To nie jest tak, że zimą nie ma roślin i z niedostatku surowca ta cisza, to mnie trochę zabrakło tej zimy.
Pomyślałam, że zamiast epatować wszelką pomyślnością, odsłonię kulisy kilku moich niepowodzeń. I pójdę posłuchać Poniedzielskiego.
Przeorzech, owoc orzesznika pięciolistkowego – gruba mięsista łupina, twarda jasna skorupka i jadalne jądro orzecha. Właśnie tego smacznego środka zabrakło, więc go nie mogłam pokazać. Hikora pięciolistkowa pochodzi z Ameryki Północnej. Jest w Polsce mało znana, nieliczne dorosłe okazy rosną głównie na zachodzie kraju. Te moje pechowe orzechy pochodzą z arboretum w Glinnej, z pięknego drzewa posadzonego około 1825 roku, a obecnie mającego 32 metry wysokości i 78 centymetrów pierśnicy.
Skrzyp podobno ma bulwki. Niewielkie, kuliste spichrze, w których gromadzi substancje zapasowe, żeby móc wykiełkować wiosną. Smaczne źródło skrobi. Nie uwierzę, póki nie zobaczę. Dwukrotnie przekopałam hałdę budowlanego piachu przerośniętą skrzypem na wskroś. Raz późną jesienią i drugi wczesną wiosną. Kilometry kłączy, cały system biedaszybów, piach w butach i żadnej bulwki. Za to fragmentacja łodyg pomogła skrzypowi bujniej zarosnąć okolicę w nowym sezonie. Było jeszcze więcej kłosów do zjedzenia i materiału zielarskiego.
Z
niejasnych przyczyn nie zamieściłam dotąd żadnego kulinarnego przepisu
na rdestowiec. A przecież to zielsko pospolite, plenne, inwazyjne i
smaczne. Receptury starsze niż blog, na przykład na zupę, zaginęły razem
z zeszytem. W rdestowcowym cieście z mąki orzechowej jeszcze zanim
dobrze ostygło, zamieszkały mrówki i trafiło w całości na kompost. (Było
to strategiczne posunięcie, które pozwoliło wygrać nam z nimi walkę w
wiejskiej kuchni.
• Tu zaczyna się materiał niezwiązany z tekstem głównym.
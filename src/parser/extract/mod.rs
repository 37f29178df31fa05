pub mod author;
pub mod date;
pub mod tags;
pub mod title;

use anyhow::Result;
use scraper::{ElementRef, Html, Selector};

use super::normalize::Normalizer;
use super::rules::{lowercase_all, selector, selectors, ExtractRules};
use super::{DocumentMeta, ExtractedRecord};

/// A fallback step: yields a value or defers to the next strategy.
pub(crate) type Strategy<T> = fn(&Page<'_>) -> Option<T>;

/// Run `strategies` in order and keep the first value produced.
pub(crate) fn first_match<T>(page: &Page<'_>, strategies: &[Strategy<T>]) -> Option<T> {
    strategies.iter().find_map(|strategy| strategy(page))
}

/// Compiled extraction rules plus the body normalizer.
pub struct Extractor {
    title_selectors: Vec<Selector>,
    placeholder_titles: Vec<String>,
    content_root: Selector,
    paragraph: Selector,
    infobox_row: Selector,
    infobox_label: Selector,
    infobox_value: Selector,
    author_labels: Vec<String>,
    date_labels: Vec<String>,
    date_fallbacks: Vec<Selector>,
    tag_selectors: Vec<Selector>,
    stoplist: Vec<String>,
    lead_paragraphs: usize,
    lead_min_chars: usize,
    tail_chars: usize,
    normalizer: Normalizer,
}

/// Everything a strategy may look at for one document.
pub(crate) struct Page<'a> {
    pub html: &'a Html,
    pub content: ElementRef<'a>,
    pub url: &'a str,
    pub meta: Option<&'a DocumentMeta>,
    pub ex: &'a Extractor,
}

impl Extractor {
    pub fn new(rules: &ExtractRules) -> Result<Self> {
        let mut placeholder_titles = lowercase_all(&rules.placeholder_titles);
        placeholder_titles.extend(lowercase_all(std::slice::from_ref(&rules.site_name)));

        Ok(Self {
            title_selectors: selectors(&rules.title_selectors)?,
            placeholder_titles,
            content_root: selector(&rules.content_root)?,
            paragraph: selector("p")?,
            infobox_row: selector(&rules.infobox_row)?,
            infobox_label: selector(&rules.infobox_label)?,
            infobox_value: selector(&rules.infobox_value)?,
            author_labels: lowercase_all(&rules.author_labels),
            date_labels: lowercase_all(&rules.date_labels),
            date_fallbacks: selectors(&rules.date_fallback_selectors)?,
            tag_selectors: selectors(&rules.tag_selectors)?,
            stoplist: lowercase_all(&rules.author_stoplist),
            lead_paragraphs: rules.lead_paragraphs,
            lead_min_chars: rules.lead_min_chars,
            tail_chars: rules.tail_chars,
            normalizer: Normalizer::new(rules)?,
        })
    }

    /// Build a record from one page. Never fails: every field has a default.
    pub fn extract(&self, raw_html: &str, url: &str, meta: Option<&DocumentMeta>) -> ExtractedRecord {
        let html = Html::parse_document(raw_html);
        let content = html
            .select(&self.content_root)
            .next()
            .unwrap_or_else(|| html.root_element());
        let page = Page {
            html: &html,
            content,
            url,
            meta,
            ex: self,
        };

        let title = title::resolve(&page);
        let author = author::resolve(&page);
        let publication_date = date::resolve(&page);
        let tags = tags::collect(&page);
        let body = self.normalizer.normalize_element(content, &author);

        ExtractedRecord {
            url: url.to_string(),
            title,
            author,
            publication_date,
            tags,
            body,
        }
    }

    pub fn normalizer(&self) -> &Normalizer {
        &self.normalizer
    }
}

impl<'a> Page<'a> {
    /// Values of infobox rows whose label contains one of `labels`, in page order.
    pub fn infobox_values(&self, labels: &[String]) -> Vec<String> {
        let ex = self.ex;
        self.html
            .select(&ex.infobox_row)
            .filter_map(|row| {
                let label = row.select(&ex.infobox_label).next()?;
                let label = ex.normalizer.visible_text(label).to_lowercase();
                if !labels.iter().any(|l| label.contains(l.as_str())) {
                    return None;
                }
                let value = row.select(&ex.infobox_value).next()?;
                let value = ex.normalizer.visible_text(value);
                (!value.is_empty()).then_some(value)
            })
            .collect()
    }

    /// Opening paragraphs of the story, one per line.
    pub fn lead_text(&self) -> String {
        self.content
            .select(&self.ex.paragraph)
            .take(self.ex.lead_paragraphs)
            .map(|p| self.ex.normalizer.visible_text(p))
            .collect::<Vec<_>>()
            .join("\n")
    }

    /// The last `tail_chars` characters of the content region's block text.
    pub fn tail_text(&self) -> String {
        let full = self.ex.normalizer.block_texts(self.content).join("\n");
        let count = full.chars().count();
        let skip = count.saturating_sub(self.ex.tail_chars);
        full.chars().skip(skip).collect()
    }
}

// ── Tests ──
Z kompostu już nie wróciły tamtej wiosny, a
rozproszone niedobitki utonęły w szklance z syropem.) Zdjęcie
przedstawia niedoszły dżem z imbirem, gdy jeszcze nic nie zapowiadało
katastrofy. Przepis wymagał jeszcze dopracowania, ale eksperymentu nie
można było uznać za nieudany. I podczas nakładania gorącego dżemu do
słoików, pierwszy z nich pękł w drobiazg, szkło było wszędzie. Zawartość
garnka została wylana dla bezpieczeństwa. Klątwa, mówię wam.
Węgiel
topinamburowy. Robiłam już ziołową kawę choćby z korzenia mniszka
lekarskiego i spodziewałam się, że napój z topinamburu okaże się równie
łatwy do przyrządzenia. Niestety, efekty były różne, ale wszystkie
niegodne rekomendacji. Na zdjęciu kawa z topinamburu, próba
nie-pamiętam-która. Chodziło o uzupełnienie smaku o lekką goryczkę i...
nie wyszło.
Może znacie jakiś sprawdzony przepis?
Stratyfikacja
nasion arcydzięgla. Podobno najpewniejszy sposób na wyhodowanie młodych
roślin. A własne rośliny są o tyle ważne, że to gatunek chroniony i
pozyskiwanie dzikich jest wzbronione. Bardzo krótka historia.
Osiemdziesiąt nasion, pełna procedura, nie wzeszło żadne.
Chyba już można iść spać, dziś pewnie nic się nie zdarzy. Chyba już można się położyć. Marzeń na jutro trzeba namarzyć.